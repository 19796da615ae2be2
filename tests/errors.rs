//! Error taxonomy, traps, stack traces and the global/symbol protocols.

use sable_vm::prelude::*;

fn eval_err(source: &str) -> Error {
    let mut ctx = Context::new();
    match ctx.eval_source(source) {
        Ok(value) => panic!("expected failure, got {value}"),
        Err(error) => error,
    }
}

fn runtime_err(source: &str) -> RuntimeError {
    match eval_err(source) {
        Error::Runtime(trap) => trap.error,
        other => panic!("expected runtime error, got {other}"),
    }
}

#[test]
fn error_kinds_map_to_their_stage() {
    assert_eq!(eval_err("return 1 +;").kind(), ErrorKind::Syntax);
    assert_eq!(eval_err("break;").kind(), ErrorKind::Semantic);
    assert_eq!(eval_err("return 1 / 0;").kind(), ErrorKind::Runtime);

    let mut ctx = Context::new();
    assert_eq!(
        ctx.load_object(b"not a program").unwrap_err().kind(),
        ErrorKind::Generic
    );
}

#[test]
fn syntax_and_semantic_errors_carry_locations() {
    let error = eval_err("let x = 1;\n  return 1 +;");
    assert_eq!(error.location(), Some(SourceLocation::new(2, 13)));

    let error = eval_err("\n\n  continue;");
    assert_eq!(error.location(), Some(SourceLocation::new(3, 3)));
}

#[test]
fn division_and_modulo_by_zero() {
    assert_eq!(runtime_err("return 1 / 0;"), RuntimeError::DivisionByZero);
    assert_eq!(runtime_err("return 1 % 0;"), RuntimeError::DivisionByZero);

    // Floats follow IEEE-754 instead of trapping.
    let mut ctx = Context::new();
    assert_eq!(
        ctx.eval_source("return 1.0 / 0.0;").unwrap(),
        Value::Float(f64::INFINITY)
    );
}

#[test]
fn negative_and_oversized_indices_trap() {
    assert_eq!(
        runtime_err("let a = [1]; return a[-1];"),
        RuntimeError::IndexOutOfBounds { index: -1, len: 1 }
    );
    assert_eq!(
        runtime_err("let a = [1]; return a[1];"),
        RuntimeError::IndexOutOfBounds { index: 1, len: 1 }
    );
}

#[test]
fn invalid_hashmap_keys_trap() {
    assert_eq!(
        runtime_err("let h = {}; h[0.0 / 0.0] = 1;"),
        RuntimeError::InvalidKey("NaN")
    );
    assert_eq!(
        runtime_err("let h = {}; h[nil] = 1;"),
        RuntimeError::InvalidKey("nil")
    );
}

#[test]
fn calling_a_non_function_traps() {
    assert_eq!(
        runtime_err("let x = 1; return x();"),
        RuntimeError::NotCallable("number")
    );
}

#[test]
fn ordering_number_against_string_traps() {
    assert_eq!(
        runtime_err(r#"return 1 < "a";"#),
        RuntimeError::NotComparable {
            left: "number",
            right: "string",
        }
    );
}

#[test]
fn conditions_must_be_booleans() {
    assert!(matches!(
        runtime_err("if 1 { return 2; } return 3;"),
        RuntimeError::TypeMismatch {
            expected: "bool",
            ..
        }
    ));
}

#[test]
fn undefined_global_reports_its_name() {
    match runtime_err("return missing();") {
        RuntimeError::UndefinedGlobal(name) => assert_eq!(name.as_ref(), "missing"),
        other => panic!("expected undefined global, got {other}"),
    }
}

#[test]
fn global_redefinition_traps_on_the_second_run() {
    let mut ctx = Context::new();
    let program = ctx.compile_source("const answer = 42; return answer;").unwrap();

    assert_eq!(ctx.call(&program, &[]).unwrap(), Value::Int(42));

    match ctx.call(&program, &[]) {
        Err(Error::Runtime(trap)) => match trap.error {
            RuntimeError::GlobalRedefinition(name) => assert_eq!(name.as_ref(), "answer"),
            other => panic!("expected redefinition error, got {other}"),
        },
        other => panic!("expected runtime error, got {other:?}"),
    }
}

#[test]
fn ldsym_resolution_is_memoised_per_program() {
    let mut ctx = Context::new();
    ctx.set_global("g", Value::Int(1));

    let program = ctx.compile_source("return g;").unwrap();
    assert_eq!(ctx.call(&program, &[]).unwrap(), Value::Int(1));

    // The stub was promoted in place; later global changes are invisible
    // to this program instance.
    ctx.set_global("g", Value::Int(2));
    assert_eq!(ctx.call(&program, &[]).unwrap(), Value::Int(1));

    // A fresh compilation resolves anew.
    assert_eq!(ctx.eval_source("return g;").unwrap(), Value::Int(2));
}

#[test]
fn traps_carry_an_address_and_a_backtrace() {
    let mut ctx = Context::new();
    let error = ctx
        .eval_source(
            "fn inner() { return 1 / 0; }
             fn outer() { return inner(); }
             return outer();",
        )
        .unwrap_err();

    let Error::Runtime(trap) = error else {
        panic!("expected runtime error");
    };

    assert_eq!(trap.error, RuntimeError::DivisionByZero);
    assert!(trap.address.is_some());

    let names: Vec<&str> = trap.backtrace.iter().map(|f| f.name()).collect();
    assert_eq!(names[0], "inner");
    assert_eq!(names[1], "outer");
    assert_eq!(names.last(), Some(&"<script>"));

    // The trap stays readable on the context until the next entry.
    assert_eq!(ctx.backtrace().len(), names.len());
}

#[test]
fn the_first_trap_wins_until_the_next_entry() {
    let mut ctx = Context::new();

    ctx.eval_source("return 1 / 0;").unwrap_err();
    let first = ctx.vm().last_trap().cloned().unwrap();
    assert_eq!(first.error, RuntimeError::DivisionByZero);

    // A successful entry clears the slot.
    ctx.eval_source("return 1;").unwrap();
    assert!(ctx.vm().last_trap().is_none());
}

#[test]
fn last_error_record_summarises() {
    let mut ctx = Context::new();

    ctx.eval_source("return 1 +;").unwrap_err();
    let record = ctx.last_error().unwrap();
    assert_eq!(record.kind, ErrorKind::Syntax);
    assert!(record.location.is_some());

    ctx.eval_source("return 1;").unwrap();
    assert!(ctx.last_error().is_none());
}

#[test]
fn assignment_to_undeclared_or_captured_names_is_semantic() {
    assert_eq!(eval_err("x = 1;").kind(), ErrorKind::Semantic);
    assert_eq!(
        eval_err("let x = 1; let f = fn() { x = 2; }; f();").kind(),
        ErrorKind::Semantic
    );
}

#[test]
fn call_depth_limit_unwinds_cooperatively() {
    let mut ctx = Context::with_params(VmParams {
        max_call_depth: 32,
        ..VmParams::default()
    });

    let error = ctx
        .eval_source("fn loop_(n) { return loop_(n + 1); } return loop_(0);")
        .unwrap_err();

    let Error::Runtime(trap) = error else {
        panic!("expected runtime error");
    };
    assert_eq!(trap.error, RuntimeError::CallDepthExceeded(32));

    // The VM is usable again after unwinding.
    assert_eq!(ctx.eval_source("return 1;").unwrap(), Value::Int(1));
}
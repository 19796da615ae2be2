//! Atomic bytecode types of the Sable VM.
//!
//! A compiled Sable translation unit is a flat array of [`Word`]s: a
//! four-word program header, the executable region, and a local symbol
//! table. This crate defines the word-level encoding — the opcode set, the
//! packed instruction layout, the program/function header layout, the
//! symbol-table entry layout — and the object-file serialisation. It knows
//! nothing about values or execution; that lives in the VM crate.

#![warn(missing_docs)]

mod bytes;
mod instruction;
mod layout;
mod opcode;

pub use bytes::{from_bytes, to_bytes, BytecodeError};
pub use instruction::Instruction;
pub use layout::{
    decode_f64, decode_i64, decode_str, encode_f64, encode_i64, encode_str, pack_indices,
    packed_words, str_words, unpack_indices, ConstKind, SymbolTag, UpvalKind, FUNC_BODY_LEN,
    FUNC_DECL_ARGC, FUNC_HEADER_LEN, FUNC_NREGS, HDR_FRAME_SIZE, HDR_MAGIC, HDR_SYMBOL_COUNT,
    HDR_SYMTAB_OFFSET, MAGIC, PROGRAM_HEADER_LEN, WORD_OCTETS,
};
pub use opcode::{Opcode, OpcodeRepr};

/// A bytecode word. Programs, headers and symbol tables are arrays of these.
pub type Word = u32;

/// An 8-bit register index into the current stack frame.
pub type RegisterId = u8;

/// A 16-bit index into a program's local symbol table.
pub type SymbolId = u16;
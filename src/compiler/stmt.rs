//! Statement lowering.

use crate::ast::{Declarator, Node, NodeKind};
use crate::compiler::scope::LoopState;
use crate::compiler::Compiler;
use crate::consts::MAX_ARGC;
use crate::error::{SemanticError, SemanticErrorKind};

use sable_asm::{encode_str, Opcode};

impl Compiler {
    pub(crate) fn stmt(&mut self, node: &Node) -> Result<(), SemanticError> {
        self.debug.push(self.code.here(), node.loc);

        match &node.kind {
            NodeKind::Block(stmts) => {
                self.func().push_scope();
                for stmt in stmts {
                    self.stmt(stmt)?;
                }
                self.func().pop_scope();
            }

            NodeKind::If { cond, then, els } => {
                let test = self.expr_tmp(cond)?;
                self.code.op(Opcode::JZE(test));
                let skip_then = self.code.reserve();
                self.free_reg(test);

                self.stmt(then)?;

                match els {
                    Some(els) => {
                        self.code.op(Opcode::JMP);
                        let skip_else = self.code.reserve();
                        let here = self.code.here();
                        self.code.patch_jump(skip_then, here);
                        self.stmt(els)?;
                        let here = self.code.here();
                        self.code.patch_jump(skip_else, here);
                    }
                    None => {
                        let here = self.code.here();
                        self.code.patch_jump(skip_then, here);
                    }
                }
            }

            NodeKind::While { cond, body } => {
                let top = self.code.here();

                let test = self.expr_tmp(cond)?;
                self.code.op(Opcode::JZE(test));
                let exit = self.code.reserve();
                self.free_reg(test);

                self.func().loops.push(LoopState::default());
                self.stmt(body)?;

                self.code.op(Opcode::JMP);
                let back = self.code.reserve();
                self.code.patch_jump(back, top);

                let end = self.code.here();
                self.code.patch_jump(exit, end);
                self.close_loop(end, top);
            }

            NodeKind::Do { body, cond } => {
                let top = self.code.here();

                self.func().loops.push(LoopState::default());
                self.stmt(body)?;

                let test_at = self.code.here();
                let test = self.expr_tmp(cond)?;
                self.code.op(Opcode::JNZ(test));
                let back = self.code.reserve();
                self.code.patch_jump(back, top);
                self.free_reg(test);

                let end = self.code.here();
                self.close_loop(end, test_at);
            }

            NodeKind::For {
                init,
                cond,
                step,
                body,
            } => {
                self.func().push_scope();

                if let Some(init) = init {
                    self.stmt(init)?;
                }

                let top = self.code.here();
                let exit = match cond {
                    Some(cond) => {
                        let test = self.expr_tmp(cond)?;
                        self.code.op(Opcode::JZE(test));
                        let exit = self.code.reserve();
                        self.free_reg(test);
                        Some(exit)
                    }
                    None => None,
                };

                self.func().loops.push(LoopState::default());
                self.stmt(body)?;

                let step_at = self.code.here();
                if let Some(step) = step {
                    let value = self.expr_tmp(step)?;
                    self.free_reg(value);
                }
                self.code.op(Opcode::JMP);
                let back = self.code.reserve();
                self.code.patch_jump(back, top);

                let end = self.code.here();
                if let Some(exit) = exit {
                    self.code.patch_jump(exit, end);
                }
                self.close_loop(end, step_at);

                self.func().pop_scope();
            }

            NodeKind::Return(expr) => match expr {
                Some(expr) => {
                    let value = self.expr_tmp(expr)?;
                    self.code.op(Opcode::RET(value));
                    self.free_reg(value);
                }
                None => self.implicit_return(node.loc)?,
            },

            NodeKind::VarDecl(decls) => self.var_decl(node, decls)?,
            NodeKind::ConstDecl(decls) => self.const_decl(node, decls)?,

            NodeKind::Break => {
                if self.func().loops.is_empty() {
                    return Err(SemanticError::new(
                        SemanticErrorKind::BreakOutsideLoop,
                        node.loc,
                    ));
                }
                self.code.op(Opcode::JMP);
                let slot = self.code.reserve();
                if let Some(state) = self.func().loops.last_mut() {
                    state.breaks.push(slot);
                }
            }

            NodeKind::Continue => {
                if self.func().loops.is_empty() {
                    return Err(SemanticError::new(
                        SemanticErrorKind::ContinueOutsideLoop,
                        node.loc,
                    ));
                }
                self.code.op(Opcode::JMP);
                let slot = self.code.reserve();
                if let Some(state) = self.func().loops.last_mut() {
                    state.continues.push(slot);
                }
            }

            NodeKind::Empty => {}

            // `fn name(…) {…}` is a vardecl wrapping the function literal,
            // so recursive references capture the binding through CLOSURE's
            // self-capture contract.
            NodeKind::Function {
                name: Some(name),
                params,
                body,
            } => {
                if params.len() > MAX_ARGC {
                    return Err(SemanticError::new(
                        SemanticErrorKind::TooManyParams(params.len()),
                        node.loc,
                    ));
                }
                let reg = self
                    .func()
                    .declare(name.clone())
                    .ok_or_else(|| {
                        SemanticError::new(SemanticErrorKind::TooManyRegisters, node.loc)
                    })?;
                self.function_literal(Some(name), params, body, reg, node.loc)?;
            }

            _ => {
                let value = self.expr_tmp(node)?;
                self.free_reg(value);
            }
        }

        Ok(())
    }

    fn close_loop(&mut self, break_to: usize, continue_to: usize) {
        if let Some(state) = self.func().loops.pop() {
            for slot in state.breaks {
                self.code.patch_jump(slot, break_to);
            }
            for slot in state.continues {
                self.code.patch_jump(slot, continue_to);
            }
        }
    }

    fn var_decl(&mut self, node: &Node, decls: &[Declarator]) -> Result<(), SemanticError> {
        for decl in decls {
            let reg = self
                .func()
                .declare(decl.name.clone())
                .ok_or_else(|| SemanticError::new(SemanticErrorKind::TooManyRegisters, node.loc))?;

            match &decl.init {
                Some(init) => self.expr(init, reg)?,
                // Recycled registers hold stale values; nil them.
                None => self.code.load_nil(reg),
            }
        }

        Ok(())
    }

    fn const_decl(&mut self, node: &Node, decls: &[Declarator]) -> Result<(), SemanticError> {
        for decl in decls {
            if decl.name.len() > u16::MAX as usize {
                return Err(SemanticError::new(
                    SemanticErrorKind::NameTooLong(decl.name.clone()),
                    node.loc,
                ));
            }

            let value = self.alloc_reg(node.loc)?;
            match &decl.init {
                Some(init) => self.expr(init, value)?,
                None => self.code.load_nil(value),
            }

            self.code
                .op(Opcode::GLBVAL(value, decl.name.len() as u16));
            for word in encode_str(&decl.name) {
                self.code.word(word);
            }
            self.free_reg(value);
        }

        Ok(())
    }
}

**Work instructions**
Lines that hold "continues" are the ones to copy, so pick each out from the data.

**Solved exercise**
                    state.continues.push(slot);
            for slot in state.continues {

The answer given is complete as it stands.